Economia

Fraudes e delitos económicos juntam especialistas em Luanda

Especialistas internacionais de vários países, entre os quais do Brasil, são aguardados em Outubro próximo, em Luanda, onde vão analisar e discutir as principais fraudes e delitos económicos e a sua forma de prevenção, no quadro do actual contexto de Angola.

 

Especialistas discutem fraudes e delitos económicos
Fotografia: Kindala Manuel|Edições Novembro

O evento, promovido pela World Compliance Association - Capítulo Angola (WCA-CA), em parceria com o Instituto Superior de Ciências Criminais e Polícias (ISCCP), surge no quadro da transição política e da mudança do ambiente de negócios que Angola pretende.
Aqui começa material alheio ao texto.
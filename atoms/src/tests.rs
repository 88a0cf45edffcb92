use super::*;

use approx::assert_relative_eq;

// A per-atom scalar riding along with the atoms.
#[derive(Default)]
struct Column {
    data: Vec<f64>,
}

impl AtomColumn for Column {
    fn grow(&mut self, nmax: usize) {
        self.data.resize(nmax, 0.0);
    }

    fn copy(&mut self, i: usize, j: usize, _delflag: bool) {
        self.data[j] = self.data[i];
    }

    fn pack_exchange(&self, i: usize, buf: &mut Vec<f64>) -> usize {
        buf.push(self.data[i]);
        1
    }

    fn unpack_exchange(&mut self, nlocal: usize, buf: &[f64]) -> usize {
        self.data[nlocal] = buf[0];
        1
    }

    fn pack_border(&self, list: &[usize], buf: &mut Vec<f64>) -> usize {
        buf.extend(list.iter().map(|&i| self.data[i]));
        list.len()
    }

    fn unpack_border(&mut self, n: usize, first: usize, buf: &[f64]) -> usize {
        self.data[first..first + n].copy_from_slice(&buf[..n]);
        n
    }
}

fn cubic_domain(l: f64) -> Domain {
    Domain::new(Vector3f64::zeros(), Vector3f64::new(l, l, l), [true; 3], 3)
}

fn add(atoms: &mut Atoms, tag: Tag, itype: usize, x: [f64; 3], col: &mut Column) -> usize {
    atoms
        .add_atom(
            tag,
            itype,
            Vector3f64::from_slice(&x),
            Vector3f64::zeros(),
            0.0,
            &mut [col],
        )
        .unwrap()
}

#[test]
fn test_add_atom_and_map() {
    let mut atoms = Atoms::new(2, true, false);
    let mut col = Column::default();

    atoms.set_mass(1, 12.0).unwrap();
    atoms.set_mass(2, 1.0).unwrap();

    add(&mut atoms, 10, 1, [1.0, 1.0, 1.0], &mut col);
    add(&mut atoms, 11, 2, [2.0, 1.0, 1.0], &mut col);

    assert_eq!(atoms.nlocal, 2);
    assert_eq!(atoms.map(10), Some(0));
    assert_eq!(atoms.map(11), Some(1));
    assert_eq!(atoms.map(12), None);
    assert_eq!(atoms.mass_of(1), 1.0);
    assert!(col.data.len() >= 2);

    let err = atoms
        .add_atom(12, 3, Vector3f64::zeros(), Vector3f64::zeros(), 0.0, &mut [])
        .unwrap_err();
    assert_eq!(err, AtomsError::UnknownType { itype: 3, ntypes: 2 });
}

#[test]
fn test_groups_by_type() {
    let mut atoms = Atoms::new(3, false, false);
    let mut col = Column::default();

    add(&mut atoms, 1, 1, [0.0; 3], &mut col);
    add(&mut atoms, 2, 2, [0.0; 3], &mut col);

    let bit = atoms.define_group_by_types("light", &[2, 3]).unwrap();
    assert_eq!(atoms.group_bit("light"), Some(bit));
    assert_eq!(atoms.group_bit("all"), Some(GROUP_ALL_BIT));

    add(&mut atoms, 3, 3, [0.0; 3], &mut col);

    assert_eq!(atoms.mask[0] & bit, 0);
    assert_ne!(atoms.mask[1] & bit, 0);
    assert_ne!(atoms.mask[2] & bit, 0);
    assert_eq!(atoms.group_count(bit, &dwmpi::SerialComm::new()), 2.0);

    assert_eq!(
        atoms.define_group_by_types("light", &[1]),
        Err(AtomsError::DuplicateGroup("light".to_string()))
    );
}

#[test]
fn test_delete_local_moves_columns() {
    let mut atoms = Atoms::new(1, false, false);
    let mut col = Column::default();

    for tag in 1..=3 {
        let i = add(&mut atoms, tag, 1, [tag as f64, 0.0, 0.0], &mut col);
        col.data[i] = 100.0 + tag as f64;
    }

    atoms.delete_local(0, &mut [&mut col]).unwrap();

    assert_eq!(atoms.nlocal, 2);
    assert_eq!(atoms.tag[0], 3);
    assert_eq!(col.data[0], 103.0);
    assert_eq!(atoms.map(3), Some(0));
    assert_eq!(atoms.map(1), None);
}

#[test]
fn test_delete_local_out_of_range() {
    let mut atoms = Atoms::new(1, false, false);
    let mut col = Column::default();

    assert_eq!(
        atoms.delete_local(0, &mut [&mut col]),
        Err(AtomsError::IndexOutOfRange { index: 0, nlocal: 0 })
    );

    add(&mut atoms, 1, 1, [1.0, 0.0, 0.0], &mut col);

    assert_eq!(
        atoms.delete_local(1, &mut [&mut col]),
        Err(AtomsError::IndexOutOfRange { index: 1, nlocal: 1 })
    );

    atoms.delete_local(0, &mut [&mut col]).unwrap();
    assert_eq!(atoms.nlocal, 0);
    assert_eq!(atoms.map(1), None);
}

#[test]
fn test_exchange_between_stores() {
    let mut src = Atoms::new(1, true, true);
    let mut dst = Atoms::new(1, true, true);
    let mut col_src = Column::default();
    let mut col_dst = Column::default();

    src.set_mass(1, 4.0).unwrap();

    let i = add(&mut src, 7, 1, [1.0, 2.0, 3.0], &mut col_src);
    src.add_bond(i, 8);
    src.special[i] = SpecialList::new(vec![8], vec![9], vec![]);
    col_src.data[i] = -2.5;

    let buf = src.pack_exchange(i, &[&mut col_src]);
    let j = dst.unpack_exchange(&buf, &mut [&mut col_dst]).unwrap();

    assert_eq!(dst.tag[j], 7);
    assert_eq!(dst.x[j], Vector3f64::new(1.0, 2.0, 3.0));
    assert_eq!(dst.rmass.as_ref().unwrap()[j], 4.0);
    assert_eq!(dst.bond_atom[j], vec![8]);
    assert_eq!(dst.special[j].level_of(9), 2);
    assert_eq!(col_dst.data[j], -2.5);
    assert_eq!(dst.map(7), Some(j));

    let err = dst.unpack_exchange(&buf[..4], &mut []).unwrap_err();
    assert!(matches!(err, AtomsError::TruncatedBuffer { .. }));
}

#[test]
fn test_minimum_image_and_remap() {
    let domain = cubic_domain(10.0);

    let d = domain.minimum_image(Vector3f64::new(9.0, -6.0, 2.0));
    assert_relative_eq!(d.x, -1.0, epsilon = 1e-12);
    assert_relative_eq!(d.y, 4.0, epsilon = 1e-12);
    assert_relative_eq!(d.z, 2.0, epsilon = 1e-12);

    let x = domain.remap(Vector3f64::new(-0.5, 10.5, 3.0));
    assert_relative_eq!(x.x, 9.5, epsilon = 1e-12);
    assert_relative_eq!(x.y, 0.5, epsilon = 1e-12);
    assert_relative_eq!(x.z, 3.0, epsilon = 1e-12);

    assert_relative_eq!(domain.volume(), 1000.0);
}

#[test]
fn test_borders_images_and_closest() {
    let domain = cubic_domain(10.0);
    let mut atoms = Atoms::new(1, false, false);
    let mut col = Column::default();

    let a = add(&mut atoms, 1, 1, [0.5, 5.0, 5.0], &mut col);
    let b = add(&mut atoms, 2, 1, [9.5, 5.0, 5.0], &mut col);
    col.data[a] = 1.0;
    col.data[b] = 2.0;

    let nghost = domain.borders(&mut atoms, 2.0, &mut [&mut col]).unwrap();
    assert_eq!(nghost, 2);

    // owned copies stay first in the map
    assert_eq!(atoms.map(1), Some(a));
    assert_eq!(atoms.images(1).count(), 2);

    let ghost_of_b = atoms.images(2).nth(1).unwrap();
    assert!(ghost_of_b >= atoms.nlocal);
    assert_relative_eq!(atoms.x[ghost_of_b].x, -0.5, epsilon = 1e-12);
    assert_eq!(col.data[ghost_of_b], 2.0);

    assert_eq!(atoms.closest_image(a, b), ghost_of_b);
    assert_eq!(atoms.closest_image_of_tag(a, 2), Some(ghost_of_b));

    atoms.f[ghost_of_b] = Vector3f64::new(1.0, 0.0, 0.0);
    atoms.f[b] = Vector3f64::new(0.5, 0.0, 0.0);
    domain.reverse_comm_forces(&mut atoms);

    assert_relative_eq!(atoms.f[b].x, 1.5, epsilon = 1e-12);
    assert_eq!(atoms.f[ghost_of_b], Vector3f64::zeros());

    atoms.clear_ghosts();
    assert_eq!(atoms.nghost, 0);
    assert_eq!(atoms.images(2).count(), 1);
}

#[test]
fn test_build_special_chain() {
    let mut atoms = Atoms::new(1, false, false);
    let mut col = Column::default();

    for tag in 1..=5 {
        add(&mut atoms, tag, 1, [tag as f64, 0.0, 0.0], &mut col);
    }

    for i in 0..4 {
        let next = atoms.tag[i + 1];
        atoms.add_bond(i, next);
    }

    build_special(&mut atoms).unwrap();

    let s = &atoms.special[0];
    assert_eq!(s.onetwo, vec![2]);
    assert_eq!(s.onethree, vec![3]);
    assert_eq!(s.onefour, vec![4]);
    assert_eq!(s.level_of(5), 0);

    let s = &atoms.special[2];
    assert_eq!(s.onetwo, vec![2, 4]);
    assert_eq!(s.onethree, vec![1, 5]);
    assert!(s.onefour.is_empty());

    let mut buf = Vec::new();
    s.pack(&mut buf);
    let (back, n) = SpecialList::unpack(&buf).unwrap();
    assert_eq!(n, buf.len());
    assert_eq!(&back, s);
}

#[test]
fn test_build_special_requires_owned_partner() {
    let mut atoms = Atoms::new(1, false, false);
    let mut col = Column::default();

    add(&mut atoms, 1, 1, [0.0; 3], &mut col);
    atoms.add_bond(0, 42);

    assert_eq!(build_special(&mut atoms), Err(AtomsError::MissingAtom { tag: 42 }));
}

#[test]
fn test_half_list_counts_each_pair_once() {
    let domain = cubic_domain(10.0);

    for &newton in [true, false].iter() {
        let mut atoms = Atoms::new(1, false, false);
        let mut col = Column::default();

        add(&mut atoms, 1, 1, [0.5, 5.0, 5.0], &mut col);
        add(&mut atoms, 2, 1, [9.5, 5.0, 5.0], &mut col);
        add(&mut atoms, 3, 1, [1.5, 5.0, 5.0], &mut col);

        atoms.add_bond(0, 3);
        build_special(&mut atoms).unwrap();

        domain.borders(&mut atoms, 2.5, &mut [&mut col]).unwrap();

        let list = NeighborList::build_half(&atoms, 2.5, newton);
        assert_eq!(list.inum(), 3);

        // pairs (1,2) across the boundary, (1,3) directly, (2,3) across at 2.0
        let mut pairs = Vec::new();
        for (ii, &i) in list.get_ilist().iter().enumerate() {
            for &jraw in list.get_neighbors(ii) {
                let j = jraw & NEIGHMASK;
                let (a, b) = (atoms.tag[i], atoms.tag[j]);
                pairs.push((a.min(b), a.max(b), sbmask(jraw)));
            }
        }
        pairs.sort();

        if newton {
            assert_eq!(pairs, vec![(1, 2, 0), (1, 3, 1), (2, 3, 0)]);
        } else {
            // both owners keep their side of a pair that crosses the boundary
            assert_eq!(pairs, vec![(1, 2, 0), (1, 2, 0), (1, 3, 1), (2, 3, 0), (2, 3, 0)]);
        }
    }
}

#[test]
fn test_sbmask_encoding() {
    let j = 12345usize;
    let encoded = j | (2 << SBBITS);
    assert_eq!(encoded & NEIGHMASK, j);
    assert_eq!(sbmask(encoded), 2);
    assert_eq!(sbmask(j), 0);
}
Representantes da Polícia Federal do Brasil (ligados ao processo “Lava Jato”), da União Europeia (UE), com destaque para a Alemanha, da WCA-CA, Polícia Nacional, Procuradoria Geral da República (PGR) e do Serviço de Investigação Criminal (SIC) são os principais oradores da conferência, que prevê acolher 500 participantes. A decorrer a 23 e 24 de Outubro, a 1ª Conferência Internacional sobre Fraudes e Delitos Económicos em Angola vai despertar a sociedade sobre a necessidade de uma maior abertura e credibilização do ambiente de negócios no país, no quadro da "compliance", ferramenta com papel importante no cumprimento normativo dentro das organizações, disse a Presidente da WCA. Numa conferência de imprensa, realizada terça-feira, em Luanda, no quadro dos preparativos do evento, Andrea Moreno referiu que a iniciativa vai permitir ajudar Angola a reforçar os mecanismos de prevenção e investigação de fraudes e delitos económicos.
Por outro lado, vai permitir adoptar medidas fundamentais nos sectores público e privado para precaver os crimes económicos mais comuns, como fuga ao fisco e exportação ilícita de capitais, fraudes nos seguros, branqueamento de capitais,  financiamento do terrorismo, fraudes em meios electrónicos e subtracção de dados bancários, entre outros.
No encontro com os jornalistas, o director-adjunto do ISCCP, Andrew Young Inaculo, referiu que, nos últimos anos, tende a aumentar em Angola a cultura de denúncia por parte da população para crimes económicos.
“A denúncia de crimes económicos tende a estar equilibrada com os de natureza comum. No contexto actual, notamos que os cidadãos participam, cada vez mais, na denúncia de crimes de natureza económica”, disse o oficial da Polícia, sem avançar números.
Na conferência serão debatidos, entre outros temas,  “O Papel do Serviço de Investigação Criminal (SIC) na Prevenção de Fraudes e Delitos Económicos”, “A Procuradoria Geral da República (PGR) na Investigação de Fraudes Económicas” e “Tipos de Delitos Económicos - Uma Visão Internacional”.
As técnicas de investigação de fraudes, o branqueamento de capitais e o financiamento do terrorismo, a fuga ao fisco e exportação ilícita de capitais, fraudes em meios electrónicos e subtracção de dados bancários, a importância do “compliance” no contexto de desenvolvimento social e económico das empresas em Angola, investigações corporativas e "compliance", os esforços do Parlamento Europeu no combate aos delitos económicos, são outros temas agendados.